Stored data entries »
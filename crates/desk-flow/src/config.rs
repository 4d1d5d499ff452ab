//! # Workflow Configuration
//!
//! Poll cadence, retry bounds, the supported payee country and the hotel
//! profile, loaded from `config/workflow.toml`.

use desk_core::{DeskError, DeskResult, Hotel};
use serde::{Deserialize, Serialize};
use std::time::Duration;

const CONFIG_PATHS: [&str; 3] = [
    "config/workflow.toml",
    "../config/workflow.toml",
    "../../config/workflow.toml",
];

/// Polling cadence for the confirmation and payment steps
#[derive(Debug, Clone, PartialEq, Serialize, Deserialize)]
pub struct PollingConfig {
    /// Seconds between conversion fetches while the payable amount is pending
    #[serde(default = "default_conversion_interval")]
    pub conversion_interval_secs: u64,

    /// Seconds between booking fetches while a mobile payment is pending
    #[serde(default = "default_payment_interval")]
    pub payment_interval_secs: u64,

    /// Consecutive transport failures tolerated before a poll gives up
    #[serde(default = "default_max_retries")]
    pub max_transient_retries: u32,
}

fn default_conversion_interval() -> u64 {
    3
}

fn default_payment_interval() -> u64 {
    5
}

fn default_max_retries() -> u32 {
    3
}

impl Default for PollingConfig {
    fn default() -> Self {
        Self {
            conversion_interval_secs: default_conversion_interval(),
            payment_interval_secs: default_payment_interval(),
            max_transient_retries: default_max_retries(),
        }
    }
}

impl PollingConfig {
    pub fn conversion_interval(&self) -> Duration {
        Duration::from_secs(self.conversion_interval_secs)
    }

    pub fn payment_interval(&self) -> Duration {
        Duration::from_secs(self.payment_interval_secs)
    }
}

/// Country whose wallets the mobile-money gateway can charge
#[derive(Debug, Clone, PartialEq, Serialize, Deserialize)]
pub struct PayeeConfig {
    /// Calling code without `+`
    #[serde(default = "default_country_code")]
    pub country_code: String,

    /// Regex the national number must match
    #[serde(default = "default_national_pattern")]
    pub national_pattern: String,
}

fn default_country_code() -> String {
    "237".to_string()
}

fn default_national_pattern() -> String {
    "^6[0-9]{8}$".to_string()
}

impl Default for PayeeConfig {
    fn default() -> Self {
        Self {
            country_code: default_country_code(),
            national_pattern: default_national_pattern(),
        }
    }
}

/// Workflow configuration
#[derive(Debug, Clone, Default, PartialEq, Serialize, Deserialize)]
pub struct FlowConfig {
    #[serde(default)]
    pub polling: PollingConfig,

    #[serde(default)]
    pub payee: PayeeConfig,

    /// Hotel profile for invoices; the id is overridden by the backend config
    #[serde(default)]
    pub hotel: Option<Hotel>,
}

impl FlowConfig {
    /// Parse a TOML document
    pub fn from_toml_str(content: &str) -> DeskResult<Self> {
        toml::from_str(content)
            .map_err(|e| DeskError::Configuration(format!("Invalid workflow config: {}", e)))
    }

    /// Load from the first `config/workflow.toml` found, or fall back to defaults
    pub fn load() -> DeskResult<Self> {
        for path in CONFIG_PATHS {
            if let Ok(content) = std::fs::read_to_string(path) {
                let config = Self::from_toml_str(&content)
                    .map_err(|e| DeskError::Configuration(format!("{}: {}", path, e)))?;
                tracing::info!("Loaded workflow config from {}", path);
                return Ok(config);
            }
        }

        tracing::warn!("No workflow config found, using defaults");
        Ok(Self::default())
    }

    /// Builder: set the hotel profile
    pub fn with_hotel(mut self, hotel: Hotel) -> Self {
        self.hotel = Some(hotel);
        self
    }

    /// Builder: set the retry bound
    pub fn with_max_transient_retries(mut self, retries: u32) -> Self {
        self.polling.max_transient_retries = retries;
        self
    }
}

Instructions to follow » Return, from the entries, each line that holds "defaults".

Response to this exercise »
    /// Load from the first `config/workflow.toml` found, or fall back to defaults
        tracing::warn!("No workflow config found, using defaults");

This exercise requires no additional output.